Allegheny Railroad

Overview
- Parent company: International Paper
- Headquarters: Warren, Pennsylvania
- Reporting mark: ALY
- Dates of operation: 1985–1992
- Predecessor: Johnsonburg, Kane, Warren and Irvine Railroad
- Successor: Allegheny and Eastern Railroad

Technical
- Track gauge: 1,435 mm (4 ft 8+1⁄2 in)
- Length: 147.1 miles (236.7 km)

= Allegheny Railroad =

Defunct railroad company operating in northwestern Pennsylvania

The Allegheny Railroad was an American railroad company operating in northwestern Pennsylvania.

The Allegheny Railroad began operations on September 3, 1985. It operated 147.1 mi of line between milepost 2.8 located at Erie, Pennsylvania and milepost 149.9 located at Emporium, Pennsylvania.

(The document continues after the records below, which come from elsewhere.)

//! Brick Breaker entry point
//!
//! Native headless driver: runs the fixed-timestep loop with a simple
//! autopilot on the paddle and reports what happened.

use brick_breaker::consts::{MAX_SUBSTEPS, SIM_DT};
use brick_breaker::renderer::SpriteBatch;
use brick_breaker::sim::Game;
use brick_breaker::{GameConfig, Key, ResourceStore};

/// Simulated wall-clock frame time (slightly uneven to exercise substepping)
const FRAME_DT: f32 = 1.0 / 50.0;
/// Frames to run before exiting
const FRAMES: u32 = 3000;

/// Hold Left/Right to keep the paddle under the ball, launch when stuck
fn autopilot(game: &mut Game) {
    let paddle_center = game.player.position.x + game.player.size.x / 2.0;
    let ball_center = game.ball.center().x;

    game.keys.release_all();
    if game.ball.stuck {
        game.keys.press(Key::Launch);
    } else if ball_center < paddle_center - 10.0 {
        game.keys.press(Key::Left);
    } else if ball_center > paddle_center + 10.0 {
        game.keys.press(Key::Right);
    }
}

fn main() {
    env_logger::init();
    log::info!("Brick Breaker (native) starting...");

    let config = match std::env::args().nth(1) {
        Some(path) => GameConfig::load(path),
        None => GameConfig::default(),
    };

    let mut resources = ResourceStore::new();
    resources.load_shader("res/shaders/sprite/vertex.glsl", "res/shaders/sprite/fragment.glsl", "sprite");
    let mut game = match Game::new(config, &mut resources) {
        Ok(game) => game,
        Err(e) => {
            log::error!("Failed to load levels: {}", e);
            std::process::exit(1);
        }
    };

    let mut batch = SpriteBatch::new();
    let mut accumulator = 0.0;
    let mut sprites_drawn = 0usize;

    for frame in 0..FRAMES {
        accumulator += FRAME_DT;

        let mut substeps = 0;
        while accumulator >= SIM_DT && substeps < MAX_SUBSTEPS {
            autopilot(&mut game);
            game.process_input(SIM_DT);
            game.update(SIM_DT);
            accumulator -= SIM_DT;
            substeps += 1;
        }

        batch.clear();
        game.render(&mut batch);
        sprites_drawn += batch.len();

        if game.current_level().is_completed() {
            log::info!("Level {} cleared at frame {}", game.level, frame);
            break;
        }
    }

    let level = game.current_level();
    let remaining = level.bricks.iter().filter(|b| !b.solid && !b.destroyed).count();
    println!(
        "Level {}: {} destructible bricks left, {} sprites drawn ({} bytes last frame)",
        game.level,
        remaining,
        sprites_drawn,
        batch.as_bytes().len()
    );

    resources.clear();
}
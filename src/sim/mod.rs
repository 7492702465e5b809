//! Game simulation
//!
//! All gameplay logic lives here, free of rendering and platform code:
//! - `entity`: paddle/brick boxes and the ball
//! - `level`: bricks built from tile grids
//! - `collision`: ball vs box tests and responses
//! - `game`: per-frame input, update and draw orchestration

pub mod collision;
pub mod entity;
pub mod game;
pub mod level;

pub use collision::{Collision, Direction, check_collision, paddle_bounce, resolve_brick_hit, vector_direction};
pub use entity::{Ball, Entity};
pub use game::{Game, GameState, SpriteTextures};
pub use level::{BrickTextures, Level, LevelError, bundled_levels, parse_tiles};
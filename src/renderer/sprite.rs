//! Sprite instances and batching
//!
//! `SpriteBatch` records one GPU-ready instance per draw call, in call
//! order, so a wgpu backend can upload the whole frame with one write.

use bytemuck::{Pod, Zeroable};
use glam::{Vec2, Vec3};

use super::Renderer;
use crate::resources::TextureHandle;

/// Per-instance sprite data
#[repr(C)]
#[derive(Copy, Clone, Debug, PartialEq, Pod, Zeroable)]
pub struct SpriteInstance {
    pub position: [f32; 2],
    pub size: [f32; 2],
    /// Degrees
    pub rotation: f32,
    pub color: [f32; 3],
    /// Texture handle id
    pub texture: u32,
}

impl SpriteInstance {
    pub fn new(texture: TextureHandle, position: Vec2, size: Vec2, rotation: f32, color: Vec3) -> Self {
        Self {
            position: position.to_array(),
            size: size.to_array(),
            rotation,
            color: color.to_array(),
            texture: texture.0,
        }
    }

    /// Instance buffer layout for a sprite pipeline that draws one unit quad
    /// per instance (quad vertices in slot 0, this layout in slot 1)
    pub fn desc() -> wgpu::VertexBufferLayout<'static> {
        wgpu::VertexBufferLayout {
            array_stride: std::mem::size_of::<SpriteInstance>() as wgpu::BufferAddress,
            step_mode: wgpu::VertexStepMode::Instance,
            attributes: &[
                wgpu::VertexAttribute {
                    offset: 0,
                    shader_location: 0,
                    format: wgpu::VertexFormat::Float32x2,
                },
                wgpu::VertexAttribute {
                    offset: std::mem::size_of::<[f32; 2]>() as wgpu::BufferAddress,
                    shader_location: 1,
                    format: wgpu::VertexFormat::Float32x2,
                },
                wgpu::VertexAttribute {
                    offset: std::mem::size_of::<[f32; 4]>() as wgpu::BufferAddress,
                    shader_location: 2,
                    format: wgpu::VertexFormat::Float32,
                },
                wgpu::VertexAttribute {
                    offset: std::mem::size_of::<[f32; 5]>() as wgpu::BufferAddress,
                    shader_location: 3,
                    format: wgpu::VertexFormat::Float32x3,
                },
                wgpu::VertexAttribute {
                    offset: std::mem::size_of::<[f32; 8]>() as wgpu::BufferAddress,
                    shader_location: 4,
                    format: wgpu::VertexFormat::Uint32,
                },
            ],
        }
    }
}

/// Records draw calls for one frame
#[derive(Debug, Default)]
pub struct SpriteBatch {
    instances: Vec<SpriteInstance>,
}

impl SpriteBatch {
    pub fn new() -> Self {
        Self::default()
    }

    pub fn instances(&self) -> &[SpriteInstance] {
        &self.instances
    }

    /// Raw bytes for a GPU instance buffer
    pub fn as_bytes(&self) -> &[u8] {
        bytemuck::cast_slice(&self.instances)
    }

    pub fn len(&self) -> usize {
        self.instances.len()
    }

    pub fn is_empty(&self) -> bool {
        self.instances.is_empty()
    }

    /// Start a new frame
    pub fn clear(&mut self) {
        self.instances.clear();
    }
}

impl Renderer for SpriteBatch {
    fn draw_sprite(&mut self, texture: TextureHandle, position: Vec2, size: Vec2, rotation: f32, color: Vec3) {
        self.instances
            .push(SpriteInstance::new(texture, position, size, rotation, color));
    }
}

To create the new railroad, five individual segments were assembled: The first, from
Erie to Irvine was purchased from Conrail. The second, from Irvine to Warren from the
Irvine, Warren, Kane & Johnsonburg Railroad. The third, from Warren to
Kane from the Pennsylvania Department of Transportation. The fourth, from Kane to Johnsonburg, from the Irvine, Warren, Kane & Johnsonburg Railroad. The fifth and final segment, from Johnsonburg to Emporium, was purchased from Conrail.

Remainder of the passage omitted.